//! インメモリデータベース
//!
//! BTreeMap をテーブルとして使用し、ID は挿入順に採番されます。
//! BTreeMap のキー順がそのまま挿入順になるため、一覧系のクエリは ID 昇順で返ります。
//!
//! 申込とチケットは行（Row）として保存し、住所・チケット種別は
//! 読み取り時に結合します。

use std::{collections::BTreeMap, sync::Arc};

use lodging_shared::time::get_utc_timestamp;
use tokio::sync::{RwLock, RwLockReadGuard};

use crate::domain::{
    Address, AddressId, CreateAddress, CreateEnrollment, CreateHotel, CreateRoom, CreateTicket,
    CreateTicketType, CreateUser, Enrollment, EnrollmentId, Hotel, HotelId, RepositoryError, Room,
    RoomId, Ticket, TicketId, TicketStatus, TicketType, TicketTypeId, Timestamp, User, UserId,
};

/// 申込テーブルの行（住所は別テーブル）
#[derive(Debug, Clone)]
pub(super) struct EnrollmentRow {
    pub(super) id: EnrollmentId,
    pub(super) name: String,
    pub(super) cpf: String,
    pub(super) birthday: Timestamp,
    pub(super) phone: String,
    pub(super) user_id: UserId,
    pub(super) created_at: Timestamp,
    pub(super) updated_at: Timestamp,
}

impl EnrollmentRow {
    pub(super) fn into_enrollment(self, address: Option<Address>) -> Enrollment {
        Enrollment {
            id: self.id,
            name: self.name,
            cpf: self.cpf,
            birthday: self.birthday,
            phone: self.phone,
            user_id: self.user_id,
            address,
            created_at: self.created_at,
            updated_at: self.updated_at,
        }
    }
}

/// チケットテーブルの行（チケット種別は外部キーのみ）
#[derive(Debug, Clone)]
pub(super) struct TicketRow {
    pub(super) id: TicketId,
    pub(super) enrollment_id: EnrollmentId,
    pub(super) ticket_type_id: TicketTypeId,
    pub(super) status: TicketStatus,
    pub(super) created_at: Timestamp,
    pub(super) updated_at: Timestamp,
}

impl TicketRow {
    pub(super) fn into_ticket(self, ticket_type: TicketType) -> Ticket {
        Ticket {
            id: self.id,
            enrollment_id: self.enrollment_id,
            status: self.status,
            ticket_type,
            created_at: self.created_at,
            updated_at: self.updated_at,
        }
    }
}

/// ID の採番カウンタ（テーブルごと）
#[derive(Debug, Default)]
struct Sequences {
    user: i32,
    enrollment: i32,
    address: i32,
    ticket_type: i32,
    ticket: i32,
    hotel: i32,
    room: i32,
}

fn next_value(counter: &mut i32, entity: &'static str) -> Result<i32, RepositoryError> {
    *counter = counter
        .checked_add(1)
        .ok_or(RepositoryError::SequenceExhausted(entity))?;
    Ok(*counter)
}

/// 全テーブル
#[derive(Debug, Default)]
pub(super) struct Tables {
    pub(super) users: BTreeMap<UserId, User>,
    pub(super) enrollments: BTreeMap<EnrollmentId, EnrollmentRow>,
    pub(super) addresses: BTreeMap<AddressId, Address>,
    pub(super) ticket_types: BTreeMap<TicketTypeId, TicketType>,
    pub(super) tickets: BTreeMap<TicketId, TicketRow>,
    pub(super) hotels: BTreeMap<HotelId, Hotel>,
    pub(super) rooms: BTreeMap<RoomId, Room>,
    sequences: Sequences,
}

/// インメモリデータベース
///
/// クローンは同じテーブルを共有します。
#[derive(Debug, Clone, Default)]
pub struct InMemoryDatabase {
    tables: Arc<RwLock<Tables>>,
}

impl InMemoryDatabase {
    /// 空のデータベースを作成
    pub fn new() -> Self {
        Self::default()
    }

    /// 読み取りロックを取得（1 クエリの間だけ保持する）
    pub(super) async fn read(&self) -> RwLockReadGuard<'_, Tables> {
        self.tables.read().await
    }

    /// ユーザーを追加
    pub async fn insert_user(&self, event: CreateUser) -> Result<User, RepositoryError> {
        let mut tables = self.tables.write().await;
        let id = UserId::new(next_value(&mut tables.sequences.user, "User")?)
            .map_err(|_| RepositoryError::SequenceExhausted("User"))?;
        let now = Timestamp::new(get_utc_timestamp());
        let user = User {
            id,
            email: event.email,
            created_at: now,
            updated_at: now,
        };
        tables.users.insert(id, user.clone());
        Ok(user)
    }

    /// 申込を追加
    ///
    /// # Errors
    ///
    /// * ユーザーが存在しない場合は `ForeignKeyViolation`
    /// * ユーザーが既に申込を持つ場合は `UniqueViolation`
    pub async fn insert_enrollment(
        &self,
        event: CreateEnrollment,
    ) -> Result<Enrollment, RepositoryError> {
        let mut tables = self.tables.write().await;
        if !tables.users.contains_key(&event.user_id) {
            return Err(RepositoryError::ForeignKeyViolation {
                entity: "Enrollment",
                referenced: "User",
                id: event.user_id.value(),
            });
        }
        if tables
            .enrollments
            .values()
            .any(|row| row.user_id == event.user_id)
        {
            return Err(RepositoryError::UniqueViolation {
                entity: "Enrollment",
                owner: "User",
                id: event.user_id.value(),
            });
        }

        let id = EnrollmentId::new(next_value(&mut tables.sequences.enrollment, "Enrollment")?)
            .map_err(|_| RepositoryError::SequenceExhausted("Enrollment"))?;
        let now = Timestamp::new(get_utc_timestamp());
        let row = EnrollmentRow {
            id,
            name: event.name,
            cpf: event.cpf,
            birthday: event.birthday,
            phone: event.phone,
            user_id: event.user_id,
            created_at: now,
            updated_at: now,
        };
        tables.enrollments.insert(id, row.clone());
        Ok(row.into_enrollment(None))
    }

    /// 住所を追加
    ///
    /// # Errors
    ///
    /// * 申込が存在しない場合は `ForeignKeyViolation`
    /// * 申込が既に住所を持つ場合は `UniqueViolation`
    pub async fn insert_address(&self, event: CreateAddress) -> Result<Address, RepositoryError> {
        let mut tables = self.tables.write().await;
        if !tables.enrollments.contains_key(&event.enrollment_id) {
            return Err(RepositoryError::ForeignKeyViolation {
                entity: "Address",
                referenced: "Enrollment",
                id: event.enrollment_id.value(),
            });
        }
        if tables
            .addresses
            .values()
            .any(|address| address.enrollment_id == event.enrollment_id)
        {
            return Err(RepositoryError::UniqueViolation {
                entity: "Address",
                owner: "Enrollment",
                id: event.enrollment_id.value(),
            });
        }

        let id = AddressId::new(next_value(&mut tables.sequences.address, "Address")?)
            .map_err(|_| RepositoryError::SequenceExhausted("Address"))?;
        let now = Timestamp::new(get_utc_timestamp());
        let address = Address {
            id,
            cep: event.cep,
            street: event.street,
            city: event.city,
            state: event.state,
            number: event.number,
            neighborhood: event.neighborhood,
            address_detail: event.address_detail,
            enrollment_id: event.enrollment_id,
            created_at: now,
            updated_at: now,
        };
        tables.addresses.insert(id, address.clone());
        Ok(address)
    }

    /// チケット種別を追加
    pub async fn insert_ticket_type(
        &self,
        event: CreateTicketType,
    ) -> Result<TicketType, RepositoryError> {
        let mut tables = self.tables.write().await;
        let id = TicketTypeId::new(next_value(&mut tables.sequences.ticket_type, "TicketType")?)
            .map_err(|_| RepositoryError::SequenceExhausted("TicketType"))?;
        let now = Timestamp::new(get_utc_timestamp());
        let ticket_type = TicketType {
            id,
            name: event.name,
            price: event.price,
            is_remote: event.is_remote,
            includes_hotel: event.includes_hotel,
            created_at: now,
            updated_at: now,
        };
        tables.ticket_types.insert(id, ticket_type.clone());
        Ok(ticket_type)
    }

    /// チケットを追加
    ///
    /// # Errors
    ///
    /// 申込またはチケット種別が存在しない場合は `ForeignKeyViolation`
    pub async fn insert_ticket(&self, event: CreateTicket) -> Result<Ticket, RepositoryError> {
        let mut tables = self.tables.write().await;
        if !tables.enrollments.contains_key(&event.enrollment_id) {
            return Err(RepositoryError::ForeignKeyViolation {
                entity: "Ticket",
                referenced: "Enrollment",
                id: event.enrollment_id.value(),
            });
        }
        let ticket_type = tables
            .ticket_types
            .get(&event.ticket_type_id)
            .cloned()
            .ok_or(RepositoryError::ForeignKeyViolation {
                entity: "Ticket",
                referenced: "TicketType",
                id: event.ticket_type_id.value(),
            })?;

        let id = TicketId::new(next_value(&mut tables.sequences.ticket, "Ticket")?)
            .map_err(|_| RepositoryError::SequenceExhausted("Ticket"))?;
        let now = Timestamp::new(get_utc_timestamp());
        let row = TicketRow {
            id,
            enrollment_id: event.enrollment_id,
            ticket_type_id: event.ticket_type_id,
            status: event.status,
            created_at: now,
            updated_at: now,
        };
        tables.tickets.insert(id, row.clone());
        Ok(row.into_ticket(ticket_type))
    }

    /// ホテルを追加
    pub async fn insert_hotel(&self, event: CreateHotel) -> Result<Hotel, RepositoryError> {
        let mut tables = self.tables.write().await;
        let id = HotelId::new(next_value(&mut tables.sequences.hotel, "Hotel")?)
            .map_err(|_| RepositoryError::SequenceExhausted("Hotel"))?;
        let now = Timestamp::new(get_utc_timestamp());
        let hotel = Hotel {
            id,
            name: event.name,
            image: event.image,
            created_at: now,
            updated_at: now,
        };
        tables.hotels.insert(id, hotel.clone());
        Ok(hotel)
    }

    /// 部屋を追加
    ///
    /// # Errors
    ///
    /// ホテルが存在しない場合は `ForeignKeyViolation`
    pub async fn insert_room(&self, event: CreateRoom) -> Result<Room, RepositoryError> {
        let mut tables = self.tables.write().await;
        if !tables.hotels.contains_key(&event.hotel_id) {
            return Err(RepositoryError::ForeignKeyViolation {
                entity: "Room",
                referenced: "Hotel",
                id: event.hotel_id.value(),
            });
        }

        let id = RoomId::new(next_value(&mut tables.sequences.room, "Room")?)
            .map_err(|_| RepositoryError::SequenceExhausted("Room"))?;
        let now = Timestamp::new(get_utc_timestamp());
        let room = Room {
            id,
            name: event.name,
            capacity: event.capacity,
            hotel_id: event.hotel_id,
            created_at: now,
            updated_at: now,
        };
        tables.rooms.insert(id, room.clone());
        Ok(room)
    }

    /// 全テーブルの行を削除する
    ///
    /// 採番カウンタはリセットしないため、削除後も ID は再利用されない。
    pub async fn truncate(&self) {
        let mut tables = self.tables.write().await;
        tables.users.clear();
        tables.enrollments.clear();
        tables.addresses.clear();
        tables.ticket_types.clear();
        tables.tickets.clear();
        tables.hotels.clear();
        tables.rooms.clear();
    }
}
------------------------------------------------------------------------
_Try it_: Your job is to copy out every line from the records above that has the word "EnrollmentId".

_Solved exercise_:
    CreateTicketType, CreateUser, Enrollment, EnrollmentId, Hotel, HotelId, RepositoryError, Room,
    pub(super) id: EnrollmentId,
    pub(super) enrollment_id: EnrollmentId,
    pub(super) enrollments: BTreeMap<EnrollmentId, EnrollmentRow>,
        let id = EnrollmentId::new(next_value(&mut tables.sequences.enrollment, "Enrollment")?)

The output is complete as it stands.